NOT FOR PUBLICATION WITHOUT THE
APPROVAL OF THE APPELLATE DIVISION
SUPERIOR COURT OF NEW JERSEY
APPELLATE DIVISION
DOCKET NO. A-5656-13T2
YVIETTA MATISON, APPROVED FOR PUBLICATION
January 13, 2016
Plaintiff-Respondent,
APPELLATE DIVISION
v.
MARK LISNYANSKY,
Defendant-Appellant.
________________________________________________________________
Argued November 12, 2015 – Decided January 13, 2016
Before Judges Fuentes, Koblitz and Gilson.
On appeal from Superior Court of New Jersey,
Chancery Division, Bergen County, Docket No.
FM-02-1572-10.
Scott Adam Laterra argued the cause for
appellant (Laterra & Hodge, LLC, attorneys;
Mr.

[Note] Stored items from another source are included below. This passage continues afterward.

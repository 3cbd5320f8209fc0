use chrono::Utc;
use log::info;
use lot_auction::domain::{replay, Auction, Bidder, Command, CommandSuccess};
use lot_auction::persistence::json_file::read_commands;
use lot_auction::report::LotListing;
use std::env;
use std::error::Error;
use std::path::PathBuf;

struct Settings {
    commands_file: Option<PathBuf>,
}

impl Settings {
    fn from_args() -> Self {
        Settings {
            commands_file: env::args_os().nth(1).map(PathBuf::from),
        }
    }
}

fn init_logging() {
    if env::var_os("RUST_LOG").is_none() {
        env::set_var("RUST_LOG", "lot_auction=info");
    }
    env_logger::init();
}

// A tied bid that loses, then a raise that wins; the clock stays unsold.
fn demo_commands() -> Vec<Command> {
    let now = Utc::now();
    let alice = Bidder::new("Alice");
    let bob = Bidder::new("Bob");
    vec![
        Command::EnterLot { timestamp: now, description: Some("Vase".to_string()) },
        Command::EnterLot { timestamp: now, description: Some("Clock".to_string()) },
        Command::PlaceBid { timestamp: now, lot: 1, bidder: Some(alice), value: 50 },
        Command::PlaceBid { timestamp: now, lot: 1, bidder: Some(bob.clone()), value: 50 },
        Command::PlaceBid { timestamp: now, lot: 1, bidder: Some(bob), value: 60 },
        Command::Close { timestamp: now },
    ]
}

fn print_success(success: &CommandSuccess) {
    match success {
        CommandSuccess::LotEntered { lot, .. } => println!("Entered lot {}", lot),
        CommandSuccess::BidPlaced { report, .. } => print!("{}", report),
        CommandSuccess::LotRemoved { lot, .. } => println!("Removed lot {}", lot),
        CommandSuccess::AuctionClosed { results, .. } => print!("{}", results),
        CommandSuccess::CarriedForward { lots, .. } => {
            println!("Carried forward {} unsold lot(s)", lots.len())
        }
    }
    println!();
}

fn print_auction(auction: &Auction) {
    print!("{}", LotListing::new(auction));
    if !auction.is_open() {
        let unsold = auction.no_bids();
        println!("{} lot(s) did not sell", unsold.len());
    }
}

fn main() -> Result<(), Box<dyn Error>> {
    init_logging();
    let settings = Settings::from_args();

    let commands = match &settings.commands_file {
        Some(path) => {
            info!("Replaying commands from {}", path.display());
            read_commands(path)?
        }
        None => {
            info!("No commands file given, running the demo auction");
            demo_commands()
        }
    };

    let (auction, results) = replay(commands);
    for result in &results {
        match result {
            Ok(success) => print_success(success),
            Err(err) => println!("Command failed: {}\n", err),
        }
    }
    print_auction(&auction);

    Ok(())
}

Laterra and Jeffrey B. Hodge, on the
brief).
Bruce J. Ackerman argued the cause for
respondent (Pashman Stein, PC, attorneys;
Mr. Ackerman, Kamilla B. Rodrigues, and Tadd
J. Yearing, on the brief).
The opinion of the court was delivered by
KOBLITZ, J.A.D.
We dismiss this appeal based on the legal doctrine of
fugitive disentitlement. A father may not obtain the protection
of our judicial system to appeal a palimony and custody default
judgment while he remains outside of the country avoiding arrest
on an outstanding child-support bench warrant.
Defendant Mark Lisnyansky appeals from the trial court's
June 20, 2014 order denying his motion to vacate a May 1, 2013
default judgment, which awarded plaintiff Yvietta Matison
palimony and custody of the couple's twin children, who were
born in 2004. Prior to the default hearing, a warrant for
defendant's arrest had been issued due to his failure to pay
court-ordered child support. See R. 1:10-2; Pasqua v. Council,
186 N.J. 127, 140 (2006) (stating that a parent is subject to
criminal contempt proceedings pursuant to Rule 1:10-2 when the
"parent fails to abide by a court-ordered child support
obligation"). On the day of the hearing, defendant was in
Russia and did not personally appear before the trial court.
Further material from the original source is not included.